Crowe, 36, began her Rocklin stint after graduating last spring, shadowing Sutter employees. Soon, she was assisting with patient care and procedures.
"I didn't want to feel like a third wheel just standing around. I wanted to be involved. That was extremely important to me," she said from Roseville last week. "Now, I'm working in pediatrics. You're dealing one-on-one with patients."
Internships and externships can be invaluable gateways for job-seeking graduates. About 60 percent of 2012 college graduates who worked in paid internships took home at least one job offer, according to the National Association of Colleges and Employers.
"Having an internship is critical," said Christina Rivera, director of career services at Heald College. "It's like a working interview. This is a job."
Internships are also becoming more important to employers seeking graduates who are better prepared for the working world.
Internships and other training are also garnering attention at the Capitol and from human resources researchers.

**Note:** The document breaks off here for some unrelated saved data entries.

//! Transaction HTTP handlers.
//!
//! - GET /api/transactions - List every recorded transaction
//! - POST /api/transactions - Record a transaction with a server-assigned ID

use axum::{
    Json,
    extract::{State, rejection::JsonRejection},
};

use crate::{
    AppState,
    error::AppError,
    handlers::body_or_default,
    models::transaction::{
        CreateTransactionRequest, TransactionCreatedResponse, TransactionListResponse,
    },
    services::transaction_service,
};

/// List all transactions.
///
/// # Response (200)
///
/// ```json
/// {
///   "ok": true,
///   "data": [
///     {
///       "TransactionID": "WB0000001",
///       "MobileBooth": "WB1",
///       "Location": "Lusaka",
///       "Service": "MTN Money",
///       "RevenuePerKwacha": 0.06,
///       "TransactionAmount": 250.5
///     }
///   ]
/// }
/// ```
///
/// Rows come back in store order; there is no paging or filtering.
pub async fn list_transactions(
    State(state): State<AppState>,
) -> Result<Json<TransactionListResponse>, AppError> {
    let data = transaction_service::list_transactions(&state.pool).await?;

    Ok(Json(TransactionListResponse { ok: true, data }))
}

/// Record a transaction.
///
/// # Request Body
///
/// ```json
/// {
///   "booth": "WB1",
///   "service": "MTN Money",
///   "amount": 250.5,
///   "location": "Lusaka"
/// }
/// ```
///
/// # Response
///
/// - **200**: `{"ok": true, "id": "WB0000001"}`
/// - **400**: booth, service or amount missing, or amount not numeric
/// - **500**: the row could not be inserted
pub async fn create_transaction(
    State(state): State<AppState>,
    payload: Result<Json<CreateTransactionRequest>, JsonRejection>,
) -> Result<Json<TransactionCreatedResponse>, AppError> {
    let new_transaction = body_or_default(payload)?.validate()?;

    let id =
        transaction_service::create_transaction(&state.pool, &state.id_lock, new_transaction)
            .await?;

    Ok(Json(TransactionCreatedResponse { ok: true, id }))
}
//! Health check endpoint for service monitoring.

use crate::{AppState, error::AppError};
use axum::{Json, extract::State};
use chrono::{DateTime, Utc};
use serde::Serialize;

/// Health check response.
#[derive(Debug, Serialize)]
pub struct HealthResponse {
    pub status: String,
    pub database: String,
    pub timestamp: DateTime<Utc>,
}

/// Health check handler.
///
/// # Response (200 OK)
///
/// ```json
/// {
///   "status": "healthy",
///   "database": "connected",
///   "timestamp": "2025-12-21T19:00:00Z"
/// }
/// ```
///
/// If the database file cannot be queried, returns the standard 500 error body.
pub async fn health_check(State(state): State<AppState>) -> Result<Json<HealthResponse>, AppError> {
    sqlx::query("SELECT 1").execute(&state.pool).await?;

    Ok(Json(HealthResponse {
        status: "healthy".to_string(),
        database: "connected".to_string(),
        timestamp: Utc::now(),
    }))
}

State Senate President Pro Tem Darrell Steinberg, D-Sacramento, recently proposed legislation to develop closer partnerships between business and education and invest in "career pathways" including internships and apprenticeships.

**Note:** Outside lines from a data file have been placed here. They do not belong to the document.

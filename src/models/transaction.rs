//! Transaction data models and API request/response types.
//!
//! This module defines:
//! - `TransactionId`: the `WB0000001` style identifier
//! - `Transaction`: database entity representing a kiosk transaction
//! - `CreateTransactionRequest`: the creation request body and its validation
//! - Response bodies for listing and creation

use std::fmt;

use rust_decimal::Decimal;
use rust_decimal::prelude::FromPrimitive;
use serde::{Deserialize, Serialize, Serializer};
use sqlx::Row;
use sqlx::sqlite::SqliteRow;

use crate::error::AppError;

/// Server-assigned transaction identifier: `WB` followed by exactly 7 digits.
///
/// Fixed width keeps lexicographic order equal to numeric order, which is what
/// `ORDER BY TransactionID DESC` relies on to find the latest row.
#[derive(Debug, Clone, Copy, PartialEq, Eq, PartialOrd, Ord, Hash)]
pub struct TransactionId(u32);

impl TransactionId {
    pub const PREFIX: &'static str = "WB";
    pub const DIGITS: usize = 7;
    pub const MAX: u32 = 9_999_999;

    /// Seed value used when the table is empty or holds an unrecognized identifier.
    pub const FIRST: TransactionId = TransactionId(1);

    /// Parse an identifier of the exact form `WB` + 7 ASCII digits.
    pub fn parse(value: &str) -> Option<Self> {
        let digits = value.strip_prefix(Self::PREFIX)?;
        if digits.len() != Self::DIGITS || !digits.bytes().all(|b| b.is_ascii_digit()) {
            return None;
        }
        digits.parse().ok().map(TransactionId)
    }

    /// The following identifier, or `None` once the 7-digit space is used up.
    pub fn next(self) -> Option<Self> {
        if self.0 >= Self::MAX {
            None
        } else {
            Some(TransactionId(self.0 + 1))
        }
    }

    pub fn number(self) -> u32 {
        self.0
    }
}

impl fmt::Display for TransactionId {
    fn fmt(&self, f: &mut fmt::Formatter<'_>) -> fmt::Result {
        write!(f, "{}{:07}", Self::PREFIX, self.0)
    }
}

impl Serialize for TransactionId {
    fn serialize<S: Serializer>(&self, serializer: S) -> Result<S::Ok, S::Error> {
        serializer.collect_str(self)
    }
}

/// Represents a transaction record from the database.
///
/// # Database Table
///
/// Maps to the `transactions` table. Field names on the wire match the column
/// names, so a listed row serializes as
/// `{"TransactionID": "WB0000001", "MobileBooth": "...", ...}`.
#[derive(Debug, Clone, PartialEq, Serialize)]
pub struct Transaction {
    /// Stored identifier. Kept as text because rows written by other tools may
    /// not follow the `WB` format.
    #[serde(rename = "TransactionID")]
    pub id: String,

    #[serde(rename = "MobileBooth")]
    pub booth: String,

    /// Free text, empty when the client sent none
    #[serde(rename = "Location")]
    pub location: String,

    /// Payment service name as sent by the client
    #[serde(rename = "Service")]
    pub service: String,

    /// Revenue per kwacha, 3 fractional digits
    #[serde(rename = "RevenuePerKwacha", with = "rust_decimal::serde::float")]
    pub rate: Decimal,

    /// Transaction amount, 2 fractional digits
    #[serde(rename = "TransactionAmount", with = "rust_decimal::serde::float")]
    pub amount: Decimal,
}

impl<'r> sqlx::FromRow<'r, SqliteRow> for Transaction {
    fn from_row(row: &'r SqliteRow) -> Result<Self, sqlx::Error> {
        Ok(Self {
            id: row.try_get("TransactionID")?,
            booth: row.try_get("MobileBooth")?,
            location: row.try_get("Location")?,
            service: row.try_get("Service")?,
            rate: decimal_column(row, "RevenuePerKwacha", 3)?,
            amount: decimal_column(row, "TransactionAmount", 2)?,
        })
    }
}

/// Read a REAL column and round it to `scale` fractional digits.
fn decimal_column(row: &SqliteRow, column: &str, scale: u32) -> Result<Decimal, sqlx::Error> {
    let value: f64 = row.try_get(column)?;
    Decimal::from_f64(value)
        .map(|d| d.round_dp(scale))
        .ok_or_else(|| sqlx::Error::ColumnDecode {
            index: column.to_string(),
            source: format!("{value} is not representable as a decimal").into(),
        })
}

/// Request to record a kiosk transaction.
///
/// # JSON Example
///
/// ```json
/// {
///   "booth": "WB1",
///   "service": "MTN Money",
///   "amount": 250.5,
///   "location": "Lusaka"
/// }
/// ```
///
/// `amount` may also be a numeric string such as `"250.50"`.
#[derive(Debug, Default, Deserialize)]
pub struct CreateTransactionRequest {
    pub booth: Option<String>,
    pub service: Option<String>,
    pub amount: Option<serde_json::Value>,
    pub location: Option<String>,
}

/// A creation request that passed validation. The rate and identifier are
/// assigned later by the transaction service.
#[derive(Debug, Clone, PartialEq)]
pub struct NewTransaction {
    pub booth: String,
    pub location: String,
    pub service: String,
    pub amount: Decimal,
}

impl CreateTransactionRequest {
    /// Trim the text fields, check required ones are present and parse the amount.
    ///
    /// # Errors
    ///
    /// - `InvalidRequest` if booth or service is blank, or amount is absent
    /// - `InvalidRequest` if amount is not a number or is out of range
    pub fn validate(self) -> Result<NewTransaction, AppError> {
        let booth = trimmed(self.booth);
        let service = trimmed(self.service);
        let location = trimmed(self.location);

        let amount = match self.amount {
            Some(amount) if !booth.is_empty() && !service.is_empty() => amount,
            _ => {
                return Err(AppError::InvalidRequest(
                    "booth, service, and amount are required".to_string(),
                ));
            }
        };

        let amount = parse_amount(&amount)?;

        Ok(NewTransaction {
            booth,
            location,
            service,
            amount,
        })
    }
}

fn trimmed(value: Option<String>) -> String {
    value.map(|v| v.trim().to_string()).unwrap_or_default()
}

/// Accept a JSON number or a numeric string, rounded to 2 fractional digits.
///
/// Values too small for a `Decimal` round to `0.00`.
///
/// # Errors
///
/// - `InvalidRequest("amount must be a number")` for anything non-numeric or non-finite
/// - `InvalidRequest("amount is out of range")` for numbers beyond what a `Decimal` holds
pub fn parse_amount(value: &serde_json::Value) -> Result<Decimal, AppError> {
    let text = match value {
        serde_json::Value::Number(n) => n.to_string(),
        serde_json::Value::String(s) => s.trim().to_string(),
        _ => return Err(not_a_number()),
    };

    if let Ok(amount) = text
        .parse::<Decimal>()
        .or_else(|_| Decimal::from_scientific(&text))
    {
        return Ok(amount.round_dp(2));
    }

    let value = text
        .parse::<f64>()
        .ok()
        .filter(|v| v.is_finite())
        .ok_or_else(not_a_number)?;

    if value.abs() < 0.005 {
        return Ok(Decimal::ZERO);
    }

    Decimal::from_f64(value)
        .map(|d| d.round_dp(2))
        .ok_or_else(|| AppError::InvalidRequest("amount is out of range".to_string()))
}

fn not_a_number() -> AppError {
    AppError::InvalidRequest("amount must be a number".to_string())
}

/// Response body for `GET /api/transactions`.
#[derive(Debug, Serialize)]
pub struct TransactionListResponse {
    pub ok: bool,
    pub data: Vec<Transaction>,
}

/// Response body for `POST /api/transactions`.
#[derive(Debug, Serialize)]
pub struct TransactionCreatedResponse {
    pub ok: bool,
    pub id: TransactionId,
}

#[cfg(test)]
mod tests {
    use super::*;
    use serde_json::json;
    use std::str::FromStr;

    #[test]
    fn parses_well_formed_identifiers() {
        assert_eq!(TransactionId::parse("WB0000123").map(TransactionId::number), Some(123));
        assert_eq!(TransactionId::parse("WB9999999").map(TransactionId::number), Some(9_999_999));
    }

    #[test]
    fn rejects_malformed_identifiers() {
        for bad in ["", "WB", "WB123", "WB00000001", "XB0000001", "wb0000001", "WB00000a1", "WB+000001"] {
            assert_eq!(TransactionId::parse(bad), None, "{bad} should not parse");
        }
    }

    #[test]
    fn renders_zero_padded() {
        assert_eq!(TransactionId::FIRST.to_string(), "WB0000001");
        assert_eq!(TransactionId(123).to_string(), "WB0000123");
        assert_eq!(serde_json::to_value(TransactionId(42)).unwrap(), json!("WB0000042"));
    }

    #[test]
    fn next_stops_at_the_end_of_the_space() {
        assert_eq!(TransactionId(9_999_998).next(), Some(TransactionId(9_999_999)));
        assert_eq!(TransactionId(9_999_999).next(), None);
    }

    fn rejection_message(result: Result<Decimal, AppError>) -> String {
        match result {
            Err(AppError::InvalidRequest(msg)) => msg,
            other => panic!("unexpected result: {other:?}"),
        }
    }

    #[test]
    fn amount_accepts_numbers_and_numeric_strings() {
        assert_eq!(parse_amount(&json!(100)).unwrap(), Decimal::from(100));
        assert_eq!(parse_amount(&json!(12.345)).unwrap(), Decimal::from_str("12.34").unwrap());
        assert_eq!(parse_amount(&json!(" 250.50 ")).unwrap(), Decimal::from_str("250.50").unwrap());
        assert_eq!(parse_amount(&json!("1e3")).unwrap(), Decimal::from(1000));
        assert_eq!(parse_amount(&json!(1e28)).unwrap(), Decimal::from_scientific("1e28").unwrap());
    }

    #[test]
    fn amounts_below_decimal_scale_round_to_zero() {
        for tiny in [
            json!(1e-30),
            json!("1e-30"),
            json!(-1e-30),
            json!("0.0000000000000000000000000000001"),
        ] {
            assert_eq!(parse_amount(&tiny).unwrap(), Decimal::ZERO, "{tiny}");
        }
    }

    #[test]
    fn amounts_beyond_decimal_range_are_out_of_range() {
        for huge in [json!(1e30), json!("1e30"), json!(-1e30)] {
            assert_eq!(rejection_message(parse_amount(&huge)), "amount is out of range", "{huge}");
        }
    }

    #[test]
    fn amount_rejects_everything_else() {
        for bad in [
            json!("abc"),
            json!(""),
            json!("NaN"),
            json!("inf"),
            json!(true),
            json!([1]),
            json!({"v": 1}),
        ] {
            assert_eq!(rejection_message(parse_amount(&bad)), "amount must be a number", "{bad}");
        }
    }

    #[test]
    fn validate_trims_and_defaults_location() {
        let request = CreateTransactionRequest {
            booth: Some("  WB1 ".into()),
            service: Some(" Zanaco".into()),
            amount: Some(json!("10")),
            location: None,
        };

        let new_transaction = request.validate().unwrap();
        assert_eq!(new_transaction.booth, "WB1");
        assert_eq!(new_transaction.service, "Zanaco");
        assert_eq!(new_transaction.location, "");
        assert_eq!(new_transaction.amount, Decimal::from(10));
    }

    #[test]
    fn validate_reports_missing_fields_before_bad_amounts() {
        let request = CreateTransactionRequest {
            booth: Some("   ".into()),
            service: Some("FNB".into()),
            amount: Some(json!("abc")),
            location: None,
        };

        match request.validate() {
            Err(AppError::InvalidRequest(msg)) => {
                assert_eq!(msg, "booth, service, and amount are required")
            }
            other => panic!("unexpected result: {other:?}"),
        }
    }
}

Meanwhile, researchers at the Society for Human Resource Management, in its new survey of employers on the state's skills gap, say that California employers may begin working more closely with local schools and colleges to "address skills and knowledge gaps, and create a more qualified local talent pool."
At Rocklin solar technology firm SMA America, the company's competitive engineering internship program has helped the firm identify and groom new talent.
"For electrical and mechanical engineering, we created an intern program to help nurture and grow them in this industry," said Laurie Bringuel, director of human resources at SMA. "There are not a lot of road maps to enter prior to graduation or after graduation, so we see what might interest them."
For SMA's interns, its road map has led to jobs and opportunity for fledgling engineers.
SMA America has had 14 interns the past two years and hired five as employees, said spokeswoman Jessica Dumont.
At Sutter Medical Foundation, its sought-after internship program "has always had more demand than slots we've had available," said Mike Phillips, training and development manager at Sutter Medical Foundation, which currently has 11 interns.
"Internships are a mechanism, not only to provide the vocational training we need for our care centers, but it provides us an opportunity to vet who will be applying for positions," Phillips said.